American film director

Sandi Tan (born 1972 in Singapore) is a film critic, writer, and filmmaker. After attending the University of Kent, she wrote as the film critic for The Straits Times from 1995 to 1997 before attending Columbia University's film school and earning a Master of Fine Arts in Screenwriting. Her first short film, Moveable Feast, was her entry in the 1996 Singapore International Film Festival.
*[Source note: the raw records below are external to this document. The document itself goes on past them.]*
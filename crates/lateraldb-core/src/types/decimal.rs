use crate::{traits::FieldValue, value::Value};
use derive_more::{Add, AddAssign, Display, FromStr, Sub, SubAssign, Sum};
use rust_decimal::Decimal as WrappedDecimal;
use serde::{Deserialize, Serialize};

///
/// Decimal
///
/// Exact fixed-point number used for monetary amounts.
/// Equality and ordering are numeric, so `5` and `5.00` compare equal.
///

#[derive(
    Add,
    AddAssign,
    Clone,
    Copy,
    Debug,
    Default,
    Deserialize,
    Display,
    Eq,
    FromStr,
    PartialEq,
    Sum,
    Hash,
    Ord,
    PartialOrd,
    Serialize,
    Sub,
    SubAssign,
)]
#[serde(transparent)]
pub struct Decimal(WrappedDecimal);

impl Decimal {
    pub const ZERO: Self = Self(WrappedDecimal::ZERO);

    #[must_use]
    /// Construct a decimal from mantissa and scale.
    pub fn new(num: i64, scale: u32) -> Self {
        Self(WrappedDecimal::new(num, scale))
    }

    #[must_use]
    pub fn from_i64(n: i64) -> Self {
        Self(WrappedDecimal::from(n))
    }

    #[must_use]
    pub fn from_u64(n: u64) -> Self {
        Self(WrappedDecimal::from(n))
    }

    #[must_use]
    pub fn is_zero(&self) -> bool {
        self.0.is_zero()
    }
}

impl From<i64> for Decimal {
    fn from(n: i64) -> Self {
        Self::from_i64(n)
    }
}

impl From<WrappedDecimal> for Decimal {
    fn from(d: WrappedDecimal) -> Self {
        Self(d)
    }
}

impl FieldValue for Decimal {
    fn to_value(&self) -> Value {
        Value::Decimal(*self)
    }

    fn from_value(value: &Value) -> Option<Self> {
        match value {
            Value::Decimal(v) => Some(*v),
            Value::Int(v) => Some(Self::from_i64(*v)),
            Value::Uint(v) => Some(Self::from_u64(*v)),
            _ => None,
        }
    }
}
Tan has worked as the director for short films Moveable Feast (1996) and Gourmet Baby (2001), but is best known for her full-length 2018 documentary, Shirkers. Shirkers made its debut at the 2018 Sundance Film Festival, at which it won the Directing Award: World Cinema Documentary. Her debut novel, The Black Isle, was published by Grand Central Publishing in 2012 and was generally well received by critics and readers.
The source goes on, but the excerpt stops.